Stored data
##########

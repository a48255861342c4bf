//! Turns a stack snapshot into a resolved source location

use super::error::{LoggerError, Result};
use super::log_record::SourceLocation;
use super::resolver::{ResolvedLocation, SourceMapResolver};
use super::stack::{locate_frame, RawFrame};
use std::sync::Arc;
use std::time::Duration;

pub struct StackLocator {
    resolver: Arc<dyn SourceMapResolver>,
    stack_index: usize,
    timeout: Option<Duration>,
}

impl StackLocator {
    pub fn new(resolver: Arc<dyn SourceMapResolver>, stack_index: usize) -> Self {
        Self {
            resolver,
            stack_index,
            timeout: None,
        }
    }

    /// Bound each resolver call; `None` waits indefinitely
    #[must_use]
    pub fn with_timeout(mut self, timeout: Option<Duration>) -> Self {
        self.timeout = timeout;
        self
    }

    /// Select, parse and resolve the frame of interest in `stack`.
    ///
    /// # Errors
    ///
    /// Fails with one of the location errors (see
    /// [`LoggerError::is_location_error`]).
    pub async fn locate(&self, stack: &str) -> Result<SourceLocation> {
        let frame = locate_frame(stack, self.stack_index)?;
        let resolved = self.resolve(&frame).await?;
        Ok(Self::to_location(frame, resolved))
    }

    async fn resolve(&self, frame: &RawFrame) -> Result<ResolvedLocation> {
        let pending = self.resolver.resolve(frame);
        let items = match self.timeout {
            Some(timeout) => tokio::time::timeout(timeout, pending)
                .await
                .map_err(|_| LoggerError::ResolverTimeout {
                    frame: frame.text.clone(),
                    timeout,
                })??,
            None => pending.await?,
        };

        items
            .into_iter()
            .next()
            .ok_or_else(|| LoggerError::resolver(frame.text.clone(), "resolver returned no locations"))
    }

    fn to_location(frame: RawFrame, resolved: ResolvedLocation) -> SourceLocation {
        let short = resolved.file.trim_start_matches("./");

        SourceLocation {
            callee: resolved.callee.or(frame.callee).unwrap_or_default(),
            file: format!("./{}", short),
            folder: short.to_string(),
            path: frame.location,
            line: resolved.line,
            column: resolved.column,
        }
    }
}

##########

Copy every line of the data that holds the string "await".

**PROBLEM SOLUTION**
        let resolved = self.resolve(&frame).await?;
                .await
            None => pending.await?,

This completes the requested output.